Et sans cesse ce fameux ciel de traîne de Paris, les contrastes, les couleurs. L’éclairage du soir qui me fait si souvent penser à la Vue de Delft de Vermeer. Les traînées des avions, toutes les grues qui clignotent à qui mieux mieux la nuit. Je me souviens de cette réflexion de mon père, qui disait que dans la maison bretonne, il était difficile de lire assis dans le canapé, tant l’œil était constamment sollicité par un jeu de couleurs ou de lumière sur la mer, les petites îles en face de la maison et ces couleurs d’émeraude. Évoquer aussi la frustration, toujours, du photographe, lui, moi, de ne jamais pouvoir rendre ce que nous avions vu, si furtif (verstohlen !), parfois, si subtil que même d’excellents appareils de photo (lui avait un Leica) demeuraient impuissants à traduire cela.
Un projet de lecture
Je relève ces mots dans le blog l’Intervalle de Fabien Ribery à propos de l’écrivain Stefan Hertmans : « Paraît aujourd’hui, conjointement à Une ascension (roman) et Sous un ciel d’airain (poésies, 1975-2018), un ensemble de quatre essais intitulé Poétique du silence influencés par la façon dont Adorno conçoit ce genre comme composition musicale avant tout. Il s’agit d’interroger l’inadéquation du langage et du monde, notamment à partir de la fameuse Lettre de Lord Chandos, de Hugo von Hofmannsthal, et du mutisme dans Lenz de Büchner, mais aussi de la césure chez Paul Celan et de la thématique de l’oubli et du mal chez W. G. Sebald (Austerlitz, De la destruction comme élément de l’histoire naturelle, Campo Santo). ‘Dans les essais qui suivent, écrit l’auteur en préface, je me penche sur la limite de ce qui peut être dit dans un texte littéraire, mais aussi sur ce qui fait que certains poètes finissent par se taire douloureusement, se suicider ou sombrer dans la folie. Je commence mon questionnement en m’intéressant à la littérature prémoderne, à la manière dont on abordait le thème de l’indicible pendant le romantisme, et je termine par la modernité tardive.’ »
Dans le même article, cette autre note : « Dans l’essai La glotte comme abîme, l’écrivain belge analyse de façon magistrale le drame Celan condamné à écrire dans la langue (maternelle) du bourreau.

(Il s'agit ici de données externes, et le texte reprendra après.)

//! Color palettes for the platform styles
//!
//! Each (style, mode) pair resolves to exactly one fully specified palette.
//! Palettes are plain structs rather than maps: a missing color is a compile
//! error, so the renderer never needs per-token fallbacks.

use crate::model::StyleVariant;

/// The complete named-color set for one style and mode
#[derive(Debug, Clone, Copy, PartialEq, Eq)]
pub struct Palette {
    /// Page and chat-area base color
    pub background: &'static str,
    /// Status-bar and header fill
    pub header: &'static str,
    /// Outgoing (right-hand) bubble fill
    pub sent_bubble: &'static str,
    /// Incoming (left-hand) bubble fill
    pub received_bubble: &'static str,
    /// Message body text
    pub text: &'static str,
    /// Timestamp text inside bubbles
    pub timestamp: &'static str,
    /// Input-bar background
    pub input_bar: &'static str,
    /// Text-box fill inside the input bar
    pub input_box: &'static str,
    /// Input-bar icon tint
    pub icon: &'static str,
    /// Mic button fill
    pub accent: &'static str,
    /// Avatar circle fill behind the initials
    pub avatar: &'static str,
    /// Delivered double-tick tint
    pub tick: &'static str,
}

const IOS_LIGHT: Palette = Palette {
    background: "#efeae2",
    header: "#075e54",
    sent_bubble: "#d9fdd3",
    received_bubble: "#ffffff",
    text: "#111b21",
    timestamp: "#667781",
    input_bar: "#f0f2f5",
    input_box: "#ffffff",
    icon: "#54656f",
    accent: "#00a884",
    avatar: "#128c7e",
    tick: "#53bdeb",
};

const IOS_DARK: Palette = Palette {
    background: "#0b141a",
    header: "#1f2c34",
    sent_bubble: "#005c4b",
    received_bubble: "#1f2c34",
    text: "#e9edef",
    timestamp: "#8696a0",
    input_bar: "#1f2c34",
    input_box: "#2a3942",
    icon: "#8696a0",
    accent: "#00a884",
    avatar: "#128c7e",
    tick: "#53bdeb",
};

const ANDROID_LIGHT: Palette = Palette {
    background: "#ece5dd",
    header: "#008069",
    sent_bubble: "#dcf8c6",
    received_bubble: "#ffffff",
    text: "#111b21",
    timestamp: "#667781",
    input_bar: "#f0f2f5",
    input_box: "#ffffff",
    icon: "#54656f",
    accent: "#00a884",
    avatar: "#128c7e",
    tick: "#4fc3f7",
};

const ANDROID_DARK: Palette = Palette {
    background: "#111b21",
    header: "#202c33",
    sent_bubble: "#005c4b",
    received_bubble: "#202c33",
    text: "#e9edef",
    timestamp: "#8696a0",
    input_bar: "#202c33",
    input_box: "#2a3942",
    icon: "#8696a0",
    accent: "#00a884",
    avatar: "#128c7e",
    tick: "#4fc3f7",
};

/// Resolve the palette for a style variant and color mode
pub fn resolve(variant: StyleVariant, dark: bool) -> &'static Palette {
    match (variant, dark) {
        (StyleVariant::Ios, false) => &IOS_LIGHT,
        (StyleVariant::Ios, true) => &IOS_DARK,
        (StyleVariant::Android, false) => &ANDROID_LIGHT,
        (StyleVariant::Android, true) => &ANDROID_DARK,
    }
}

#[cfg(test)]
mod tests {
    use super::*;

    #[test]
    fn test_light_and_dark_palettes_differ() {
        for variant in [StyleVariant::Ios, StyleVariant::Android] {
            let light = resolve(variant, false);
            let dark = resolve(variant, true);
            assert_ne!(light.background, dark.background);
            assert_ne!(light.sent_bubble, dark.sent_bubble);
            assert_ne!(light.text, dark.text);
        }
    }

    #[test]
    fn test_styles_have_distinct_accents() {
        let ios = resolve(StyleVariant::Ios, false);
        let android = resolve(StyleVariant::Android, false);
        assert_ne!(ios.sent_bubble, android.sent_bubble);
        assert_ne!(ios.header, android.header);
    }

    #[test]
    fn test_resolution_is_stable() {
        let first = resolve(StyleVariant::Ios, true);
        let second = resolve(StyleVariant::Ios, true);
        assert_eq!(first, second);
        assert!(std::ptr::eq(first, second));
    }

    #[test]
    fn test_all_colors_are_hex() {
        for variant in [StyleVariant::Ios, StyleVariant::Android] {
            for dark in [false, true] {
                let p = resolve(variant, dark);
                for color in [
                    p.background,
                    p.header,
                    p.sent_bubble,
                    p.received_bubble,
                    p.text,
                    p.timestamp,
                    p.input_bar,
                    p.input_box,
                    p.icon,
                    p.accent,
                    p.avatar,
                    p.tick,
                ] {
                    assert!(color.starts_with('#') && color.len() == 7, "bad color {color}");
                }
            }
        }
    }
}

‘L’allemand devient la remise où sont stockés à la fois l’élévation et l’angoisse infernale, les codes moraux brisés, les traces de culture oubliées, un soupçon de langue et de prière yiddish, une invocation ou un psaume associé à un ordre absurde.’ Celan, qui admirait Hölderlin, c’est la brisure, le style paratactique, l’enjambement vertigineux, l’extrême concision, l’effroi, le glas. »
Lectures croisées
Je continue mes lectures croisées, enchevêtrées, reprises, mises de côté, reprises encore, abandonnées, ressuscitées. J’ai fini Quatre à quatre vers le Nord de Jacques Darras. Il y a là en effet des quatrains mais aussi ce qu’il appelle des Congés, forme poétique du Moyen-Âge, inaugurée par Jean Bodel : un douzain octosyllabique où l’esprit satirique côtoie l’éloge et la gratitude. Darras dit relancer dans son livre cette pratique sous forme de Nouveaux congés arrageois. C’est vraiment intéressant et il y a une très grande érudition cachée sous bien de ces quatrains.
Le goût des mots, Françoise Héritier
J’ouvre Françoise Héritier, le goût des mots, un petit livre publié par Odile Jacob et découvert par hasard en allant acheter à la librairie le coffret Kafka de la Pléiade qui sera sans doute ma grande traversée estivale (Journal et correspondance). Je note d’abord à quel point certains livres peuvent être confortables, oui confortables. Ici tout est plaisant, à ma main, à mes yeux. Le livre est petit mais très soigné, avec en fond une trame empruntée à Paul Klee, un beau cartouche blanc avec le nom de l’auteur et le titre et en bas le petit tipi des éditions Odile Jacob. Belle typographie, très lisible. Pour me « battre » tout le temps avec certains livres (notamment ceux qui s’ouvrent mal, ou ceux dont la typographie est mal lisible), j’apprécie hautement. Ce livre n’est pas une nouveauté en fait, c’est une réédition d’un livre de 2013.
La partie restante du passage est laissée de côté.